Of course, Lippi has very obvious reasons to make his point.  Inter's success the other night does him no good.  He would dearly love to be able to call up Lucio, Maicon, Esteban Cambiasso, Wesley Sneijder and Diego Milito, to name but five, for the World Cup finals in South Africa but he cannot for the good reason that they are two Argentines, two Brazilians and one Dutchman.

 

Inter's success means little for national team

 

In reality, for all that Inter's triumph this week was the dramatic, thrilling stuff of sporting legend, Marcello Lippi will have learned much more about his South African plans from watching Inter beat Juventus 2-0 two weeks ago and from watching Roma losing 2-1 to Sampdoria last weekend.

 

Inter's 2-0 win over Juventus has to be put in the context of a match where Juve's Mali midfielder, Mohamed Sissoko was sent off in the 37th minute and where Inter only finally broke down a resolute Juventus side with a spectacular Maicon goal in the 75th minute, whilst their second goal from Samuel Eto'o came in injury time.

 

Even if Inter, with or without the sending off of Sissoko, were probably the better side, Marcello Lippi may well have taken some comfort from the performances of Juventus' Azzurri such as Fabio Cannavaro, Fabio Grosso and Vincenzo Iaquinta, all showing signs of finding their best form at exactly the right moment.

 

On that same note, Lippi may well have noticed another welcome return to form in last Sunday night's Roma vs.
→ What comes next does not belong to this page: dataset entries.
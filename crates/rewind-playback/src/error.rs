//! Errors raised by the playback path.

use std::error::Error;
use std::fmt;

/// Failure constructing a playback viewer.
#[derive(Debug)]
pub enum PlaybackError {
    /// The recording holds no client snapshots; there is nothing to
    /// re-enact.
    NoClients,
}

impl fmt::Display for PlaybackError {
    fn fmt(&self, f: &mut fmt::Formatter<'_>) -> fmt::Result {
        match self {
            Self::NoClients => write!(f, "recording has no clients to play back"),
        }
    }
}

impl Error for PlaybackError {}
Sampdoria game. This was, of course, a bitter night for the Roma fans with the side from the Eternal City being knocked off the top of the table by a 2-1 loss which leaves them two points adrift of Inter, with three games to play.  

 

Yet, for 45 minutes, Roma played their best football of the season, much inspired by charismatic "old man" Francesco Totti, who also scored their first half goal. (Roma's obvious mistake was their failure to capitalize more fully on their first half dominance).

 

We have said before that we believe Marcello Lippi might yet spring a dramatic recall for talisman Totti. Both Lippi and Totti have always said that it will depend on the Roma man's fitness and form, come the month of May. Well, we are nearly there and the "old man" (he is 33) is looking good. That dramatic recall - Totti last played for Italy in the Berlin Final - cannot be excluded.

 

For all those reasons, you can see why, from Marcello Lippi's viewpoint, Inter's outstanding triumph this week is something of an irrelevancy, national morale boost notwithstanding.